Learning objectives for this chapter

By the end of this chapter, we would like you:

-To define the concepts of loss, suffering, grief and bereavement.

-To explain the factors impacting the experience of loss, suffering, grief and bereavement.

-To list the stages of grief through which a person may transition.

-To identify normal and healthy, versus complicated and pathological, grief.

-To explain grief and bereavement support strategies and resources appropriate for use when working with families / carers / significant others in palliative care settings.

-To explain grief and bereavement support strategies and resources which may be used to support nurses and other health professionals in palliative care settings.

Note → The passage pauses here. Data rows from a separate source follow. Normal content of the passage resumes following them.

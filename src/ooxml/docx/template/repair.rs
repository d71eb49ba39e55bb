/// Run-splitting repair.
///
/// Word frequently fragments one visible string across several runs (spell
/// check marks, revision ids, formatting toggles), so a placeholder typed as
/// `{{name}}` may be stored as the runs `{{`, `na`, `me}}`. This pass
/// tokenizes each paragraph into its runs, slides a bounded window over them
/// looking for a concatenation that completes a placeholder, and collapses
/// the matching window into one synthetic run.
///
/// Only plain text runs take part: a run holding anything besides `w:rPr`
/// and `w:t` (tabs, drawings, fields, nested paragraphs) ends a window. Runs
/// are removed individually, so bookmarks and proofing marks between them
/// survive.
use super::TemplateOptions;
use super::scan::{PLACEHOLDER, normalize_placeholders};
use crate::common::xml::{escape_xml, resolve_entity};
use crate::common::{Error, Result};
use memchr::memmem;
use quick_xml::Reader;
use quick_xml::events::{BytesStart, Event};
use std::ops::Range;

/// One closed `w:r` element of a paragraph.
#[derive(Debug, Clone, PartialEq, Eq)]
pub(crate) struct RunSpan {
    /// Byte range of the whole run element
    pub range: Range<usize>,
    /// Byte range of its `w:rPr`, if any
    pub rpr: Option<Range<usize>>,
    /// Decoded text of its `w:t` children
    pub text: String,
    /// Namespace prefix of the run element (`w` in `w:r`)
    pub prefix: String,
    /// Whether the run holds only properties and text
    pub mergeable: bool,
}

#[derive(Debug)]
struct OpenRun {
    start: usize,
    depth: usize,
    rpr_start: Option<usize>,
    rpr: Option<Range<usize>>,
    text: String,
    prefix: String,
    mergeable: bool,
    in_text: bool,
}

#[derive(Debug, Default)]
struct ParagraphFrame {
    runs: Vec<RunSpan>,
    open_run: Option<OpenRun>,
}

/// A byte-range substitution on the part.
type Edit = (Range<usize>, String);

/// Repair every paragraph of a part.
///
/// Returns `None` when nothing needed repair.
pub(crate) fn repair_part(xml: &str, options: &TemplateOptions) -> Result<Option<String>> {
    let paragraphs = tokenize(xml)?;

    let mut edits: Vec<Edit> = Vec::new();
    for runs in &paragraphs {
        plan_paragraph(xml, runs, options, &mut edits);
    }

    if edits.is_empty() {
        return Ok(None);
    }

    // Apply back to front so earlier offsets stay valid
    edits.sort_by(|a, b| b.0.start.cmp(&a.0.start));
    let mut repaired = xml.to_string();
    for (range, replacement) in edits {
        repaired.replace_range(range, &replacement);
    }
    Ok(Some(repaired))
}

/// Split a part into the run lists of its paragraphs, innermost paragraphs
/// (text boxes) included as separate lists.
pub(crate) fn tokenize(xml: &str) -> Result<Vec<Vec<RunSpan>>> {
    let mut reader = Reader::from_reader(xml.as_bytes());
    let mut stack: Vec<ParagraphFrame> = Vec::new();
    let mut paragraphs = Vec::new();
    let mut depth = 0usize;

    loop {
        let before = reader.buffer_position() as usize;
        let event = reader
            .read_event()
            .map_err(|e| Error::malformed(current_element(&stack), e))?;
        let after = reader.buffer_position() as usize;

        match event {
            Event::Start(e) => {
                let parent_depth = depth;
                depth += 1;
                match e.local_name().as_ref() {
                    b"p" => {
                        // A paragraph inside a run (text box) pins that run
                        if let Some(run) = stack.last_mut().and_then(|f| f.open_run.as_mut()) {
                            run.mergeable = false;
                        }
                        stack.push(ParagraphFrame::default());
                    },
                    b"r" if stack.last().is_some_and(|f| f.open_run.is_none()) => {
                        if let Some(frame) = stack.last_mut() {
                            frame.open_run = Some(OpenRun {
                                start: before,
                                depth,
                                rpr_start: None,
                                rpr: None,
                                text: String::new(),
                                prefix: prefix_of(&e),
                                mergeable: true,
                                in_text: false,
                            });
                        }
                    },
                    local => {
                        if let Some(run) = open_child_run(&mut stack, parent_depth) {
                            match local {
                                b"rPr" => run.rpr_start = Some(before),
                                b"t" => run.in_text = true,
                                _ => run.mergeable = false,
                            }
                        }
                    },
                }
            },
            Event::Empty(e) => {
                if let Some(run) = open_child_run(&mut stack, depth) {
                    match e.local_name().as_ref() {
                        b"rPr" => run.rpr = Some(before..after),
                        b"t" | b"lastRenderedPageBreak" => {},
                        _ => run.mergeable = false,
                    }
                }
            },
            Event::Text(e) => {
                if let Some(run) = innermost_run(&mut stack)
                    && run.in_text
                {
                    run.text.push_str(&String::from_utf8_lossy(e.as_ref()));
                }
            },
            Event::GeneralRef(e) => {
                if let Some(run) = innermost_run(&mut stack)
                    && run.in_text
                {
                    let name = String::from_utf8_lossy(e.as_ref());
                    let ch = resolve_entity(&name).ok_or_else(|| {
                        Error::malformed("w:t", format!("unknown entity &{};", name))
                    })?;
                    run.text.push(ch);
                }
            },
            Event::End(e) => {
                let closing_depth = depth;
                depth = depth.saturating_sub(1);
                match e.local_name().as_ref() {
                    b"p" => {
                        let closes_frame = stack
                            .last()
                            .is_some_and(|f| f.open_run.is_none());
                        if closes_frame && let Some(frame) = stack.pop() {
                            paragraphs.push(frame.runs);
                        }
                    },
                    b"r" => {
                        if let Some(frame) = stack.last_mut()
                            && frame.open_run.as_ref().is_some_and(|r| r.depth == closing_depth)
                            && let Some(run) = frame.open_run.take()
                        {
                            frame.runs.push(RunSpan {
                                range: run.start..after,
                                rpr: run.rpr,
                                text: run.text,
                                prefix: run.prefix,
                                mergeable: run.mergeable,
                            });
                        }
                    },
                    local => {
                        let parent_depth = closing_depth.saturating_sub(1);
                        if let Some(run) = open_child_run(&mut stack, parent_depth) {
                            match local {
                                b"rPr" => run.rpr = run.rpr_start.take().map(|start| start..after),
                                b"t" => run.in_text = false,
                                _ => {},
                            }
                        }
                    },
                }
            },
            Event::Eof => break,
            _ => {},
        }
    }

    Ok(paragraphs)
}

/// The open run of the innermost paragraph, if `parent_depth` is its depth.
fn open_child_run(stack: &mut [ParagraphFrame], parent_depth: usize) -> Option<&mut OpenRun> {
    stack
        .last_mut()
        .and_then(|frame| frame.open_run.as_mut())
        .filter(|run| run.depth == parent_depth)
}

fn innermost_run(stack: &mut [ParagraphFrame]) -> Option<&mut OpenRun> {
    stack.last_mut().and_then(|frame| frame.open_run.as_mut())
}

fn current_element(stack: &[ParagraphFrame]) -> &'static str {
    match stack.last() {
        Some(frame) if frame.open_run.is_some() => "w:r",
        Some(_) => "w:p",
        None => "?",
    }
}

fn prefix_of(e: &BytesStart<'_>) -> String {
    e.name()
        .prefix()
        .map(|p| String::from_utf8_lossy(p.as_ref()).into_owned())
        .unwrap_or_default()
}

/// Greedy left-to-right merge over the runs of one paragraph.
fn plan_paragraph(xml: &str, runs: &[RunSpan], options: &TemplateOptions, edits: &mut Vec<Edit>) {
    let window = options.max_run_span.max(1);
    let mut i = 0;

    while i < runs.len() {
        let run = &runs[i];
        let candidate = runs.len() >= 2
            && run.mergeable
            && (run.text.contains('{') || run.text.contains('}'));

        if candidate && let Some(last) = find_span(runs, i, window) {
            let text: String = runs[i..=last].iter().map(|r| r.text.as_str()).collect();
            let text = if options.normalize_whitespace {
                normalize_placeholders(&text).into_owned()
            } else {
                text
            };
            edits.push((run.range.clone(), synthetic_run(xml, run, &text)));
            for absorbed in &runs[i + 1..=last] {
                edits.push((absorbed.range.clone(), String::new()));
            }
            i = last + 1;
            continue;
        }

        // A lone run can still carry `{{ name }}`
        if options.normalize_whitespace && run.mergeable {
            let normalized = normalize_placeholders(&run.text);
            if normalized != run.text {
                edits.push((run.range.clone(), synthetic_run(xml, run, &normalized)));
            }
        }
        i += 1;
    }
}

/// Index of the last run of a window starting at `first` whose concatenation
/// completes a placeholder that begins inside the first run.
fn find_span(runs: &[RunSpan], first: usize, window: usize) -> Option<usize> {
    let first_len = runs[first].text.len();
    let mut concat = runs[first].text.clone();
    let end = runs.len().min(first + window);

    for (offset, run) in runs[first + 1..end].iter().enumerate() {
        if !run.mergeable {
            return None;
        }
        concat.push_str(&run.text);

        let crosses = PLACEHOLDER
            .find_iter(&concat)
            .any(|m| m.start() < first_len && m.end() > first_len);
        if crosses {
            return Some(first + 1 + offset);
        }

        // A closing brace pair reached without a match ends the attempt
        let tail = concat.as_bytes().get(first_len.saturating_sub(1)..).unwrap_or_default();
        if memmem::find(tail, b"}}").is_some() {
            return None;
        }
    }

    None
}

/// One run with the first run's properties and a single text element.
fn synthetic_run(xml: &str, first: &RunSpan, text: &str) -> String {
    let qualify = |local: &str| {
        if first.prefix.is_empty() {
            local.to_string()
        } else {
            format!("{}:{}", first.prefix, local)
        }
    };
    let run = qualify("r");
    let t = qualify("t");
    let rpr = first
        .rpr
        .as_ref()
        .and_then(|range| xml.get(range.clone()))
        .unwrap_or_default();

    format!(
        r#"<{run}>{rpr}<{t} xml:space="preserve">{}</{t}></{run}>"#,
        escape_xml(text)
    )
}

Loss, suffering, grief and bereavement

Loss, suffering, grief and bereavement are commonly encountered by nurses working in palliative care, their patients, patients' families / carers / significant others, and their colleagues. Consider the following definitions:

  • Loss is being deprived of something. In palliative care settings, people may experience actual and / or potential losses related to health, function, roles, relationships and, eventually, life.
  • Suffering is pain, distress or hardship. It may negatively impact a person's body, mind and / or spirit, and may be acute or chronic.
  • Grief is deep mental anguish that may arise from loss. Grief may impact negatively on a person's body, mind and / or spirit, as below:

Physical Responses to Grief

Psychological Responses to Grief

Spiritual / Sociocultural Responses to Grief

  • Crying.
  • Cognitive issues (e.g. difficulties making decisions).
  • Insomnia.
  • Loss of appetite, weight loss.
  • Fatigue.
  • Shortness of breath, heart palpitations.
  • Greater susceptibility to illness.
  • Nervousness, restlessness.
  • Depression, anxiety.
  • Guilt, self-reproach.
  • Anger, hostility.
  • Low self-esteem.
  • Feelings of helplessness and hopelessness.
  • Sense of unreality.
  • Interpersonal / relationship problems.
  • Ambivalence about the death. 
  • Spiritual pain, suffering, loneliness.
  • Fear of a higher power, the unknown and / or the future.
  • Feelings of unfairness, anger.
  • Loss of transcendence.
  • Search for meaning.
  • Need for love, hope.
  • Beliefs related to afterlife.
  • Death-related rituals.

A person's experience of grief is impacted by factors such as:

  • The perceived significance of the loss, and relationship with the deceased.
  • The person's coping strategies and behaviours.
  • The person's level of age and maturity.
  • The person's previous experience with death and loss.
  • Circumstances related to the death.
  • Whether the death was sudden or anticipated.
  • Additional stresses or crises associated with the death.
  • The person's level of support.
  • The person's religious and sociocultural backgrounds.

Grief may also occur in response to anticipated loss. This is anticipatory grief.

  • Bereavement is a strong emotional response to suffering a loss. It is a major life event; a person must be supported.

Bereavement involves 'letting go' of the person who has died. This includes four distinct processes: (1) a shift in the person's thinking in relation to the deceased patient, (2) recognition of the patient's death, (3) acknowledging the physical and emotional loss that has occurred, and (4) engaging in a healthy grieving process. Nurses should support people to realise that 'letting go' does not mean 'forgetting' the person; rather, it means 'accepting' this fact, and continuing to live a meaningful and fulfilling life.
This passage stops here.